*** Opening of WORKING DATA ***

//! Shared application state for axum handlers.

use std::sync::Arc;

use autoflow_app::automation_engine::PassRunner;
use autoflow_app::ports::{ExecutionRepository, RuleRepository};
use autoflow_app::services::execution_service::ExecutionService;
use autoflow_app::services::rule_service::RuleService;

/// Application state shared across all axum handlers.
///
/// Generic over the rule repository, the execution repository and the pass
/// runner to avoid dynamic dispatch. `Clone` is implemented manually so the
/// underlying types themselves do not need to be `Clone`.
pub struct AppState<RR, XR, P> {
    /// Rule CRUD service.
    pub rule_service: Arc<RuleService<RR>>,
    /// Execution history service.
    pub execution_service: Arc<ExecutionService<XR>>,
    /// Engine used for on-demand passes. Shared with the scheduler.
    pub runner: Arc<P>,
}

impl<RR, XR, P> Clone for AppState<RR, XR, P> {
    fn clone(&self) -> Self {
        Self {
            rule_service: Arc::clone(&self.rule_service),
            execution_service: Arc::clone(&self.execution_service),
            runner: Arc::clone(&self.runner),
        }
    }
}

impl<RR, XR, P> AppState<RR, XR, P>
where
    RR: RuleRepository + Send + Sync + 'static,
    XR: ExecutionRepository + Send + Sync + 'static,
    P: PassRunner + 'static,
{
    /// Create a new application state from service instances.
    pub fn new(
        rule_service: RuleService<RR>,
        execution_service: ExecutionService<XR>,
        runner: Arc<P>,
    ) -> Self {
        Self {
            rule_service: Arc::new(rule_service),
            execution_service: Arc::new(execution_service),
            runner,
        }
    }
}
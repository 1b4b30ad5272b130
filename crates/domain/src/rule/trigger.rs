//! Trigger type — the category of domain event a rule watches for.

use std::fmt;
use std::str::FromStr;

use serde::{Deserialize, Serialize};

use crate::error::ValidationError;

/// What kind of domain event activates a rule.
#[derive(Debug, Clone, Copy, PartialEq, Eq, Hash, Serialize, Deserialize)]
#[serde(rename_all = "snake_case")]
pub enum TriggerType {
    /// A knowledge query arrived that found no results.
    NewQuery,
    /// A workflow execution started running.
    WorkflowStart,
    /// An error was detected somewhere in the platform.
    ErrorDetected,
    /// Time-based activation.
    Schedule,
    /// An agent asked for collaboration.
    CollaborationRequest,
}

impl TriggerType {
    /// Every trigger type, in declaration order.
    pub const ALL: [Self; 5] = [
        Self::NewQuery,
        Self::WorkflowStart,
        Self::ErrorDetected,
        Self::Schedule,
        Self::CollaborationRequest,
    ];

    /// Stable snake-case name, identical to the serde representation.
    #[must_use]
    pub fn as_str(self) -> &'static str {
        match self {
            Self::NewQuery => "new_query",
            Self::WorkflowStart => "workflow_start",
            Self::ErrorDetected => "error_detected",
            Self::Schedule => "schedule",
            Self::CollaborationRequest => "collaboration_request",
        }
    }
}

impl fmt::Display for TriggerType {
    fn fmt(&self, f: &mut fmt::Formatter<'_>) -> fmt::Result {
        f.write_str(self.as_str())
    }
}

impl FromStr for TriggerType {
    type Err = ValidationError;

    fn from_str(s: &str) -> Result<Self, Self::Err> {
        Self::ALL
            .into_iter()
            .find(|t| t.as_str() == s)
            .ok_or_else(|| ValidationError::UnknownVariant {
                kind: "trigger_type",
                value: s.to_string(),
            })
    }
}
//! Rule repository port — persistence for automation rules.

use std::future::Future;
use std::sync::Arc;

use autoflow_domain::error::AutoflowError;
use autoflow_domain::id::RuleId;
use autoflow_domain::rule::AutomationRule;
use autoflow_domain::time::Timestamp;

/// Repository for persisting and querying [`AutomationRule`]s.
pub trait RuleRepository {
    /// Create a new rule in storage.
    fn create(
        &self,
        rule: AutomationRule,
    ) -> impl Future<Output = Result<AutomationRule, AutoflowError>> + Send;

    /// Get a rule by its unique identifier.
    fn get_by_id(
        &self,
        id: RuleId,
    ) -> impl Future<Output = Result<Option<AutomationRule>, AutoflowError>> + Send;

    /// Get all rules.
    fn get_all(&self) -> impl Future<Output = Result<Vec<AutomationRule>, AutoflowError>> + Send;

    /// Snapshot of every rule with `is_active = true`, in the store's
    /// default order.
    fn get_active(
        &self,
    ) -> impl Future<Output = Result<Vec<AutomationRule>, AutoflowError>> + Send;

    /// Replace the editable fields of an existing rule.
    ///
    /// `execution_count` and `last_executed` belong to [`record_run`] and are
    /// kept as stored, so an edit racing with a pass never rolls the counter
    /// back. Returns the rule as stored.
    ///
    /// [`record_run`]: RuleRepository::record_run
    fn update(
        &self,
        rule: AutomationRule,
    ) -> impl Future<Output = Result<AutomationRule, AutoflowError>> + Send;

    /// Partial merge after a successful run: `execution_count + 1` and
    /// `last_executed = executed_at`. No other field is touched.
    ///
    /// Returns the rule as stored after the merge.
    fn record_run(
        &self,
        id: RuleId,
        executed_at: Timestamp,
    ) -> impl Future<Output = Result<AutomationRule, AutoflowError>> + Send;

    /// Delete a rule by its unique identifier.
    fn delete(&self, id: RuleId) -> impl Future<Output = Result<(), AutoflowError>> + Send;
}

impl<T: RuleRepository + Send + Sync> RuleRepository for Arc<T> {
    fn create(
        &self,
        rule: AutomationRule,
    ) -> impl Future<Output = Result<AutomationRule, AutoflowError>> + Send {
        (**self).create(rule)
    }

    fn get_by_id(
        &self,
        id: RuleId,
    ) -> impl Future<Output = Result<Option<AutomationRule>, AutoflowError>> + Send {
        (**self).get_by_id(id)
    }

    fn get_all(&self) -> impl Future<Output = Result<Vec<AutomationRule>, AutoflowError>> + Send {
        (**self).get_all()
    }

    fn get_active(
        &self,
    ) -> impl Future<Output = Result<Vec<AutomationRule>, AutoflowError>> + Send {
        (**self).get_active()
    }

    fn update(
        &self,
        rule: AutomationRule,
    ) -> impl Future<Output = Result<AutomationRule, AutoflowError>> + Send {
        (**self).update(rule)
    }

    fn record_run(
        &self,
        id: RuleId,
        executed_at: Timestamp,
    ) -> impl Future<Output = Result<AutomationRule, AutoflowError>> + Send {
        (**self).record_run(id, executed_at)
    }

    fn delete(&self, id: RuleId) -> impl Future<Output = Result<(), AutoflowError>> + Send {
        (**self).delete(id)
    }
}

*** Close of WORKING DATA ***

• HOW TO COMPLETE THIS TASK:
With the line that contains "(**self).get_active()" as the first and the final line of the data as the last, repeat every line in that span exactly.

• FINISHED EXERCISE:
        (**self).get_active()
    }

    fn update(
        &self,
        rule: AutomationRule,
    ) -> impl Future<Output = Result<AutomationRule, AutoflowError>> + Send {
        (**self).update(rule)
    }

    fn record_run(
        &self,
        id: RuleId,
        executed_at: Timestamp,
    ) -> impl Future<Output = Result<AutomationRule, AutoflowError>> + Send {
        (**self).record_run(id, executed_at)
    }

    fn delete(&self, id: RuleId) -> impl Future<Output = Result<(), AutoflowError>> + Send {
        (**self).delete(id)
    }
}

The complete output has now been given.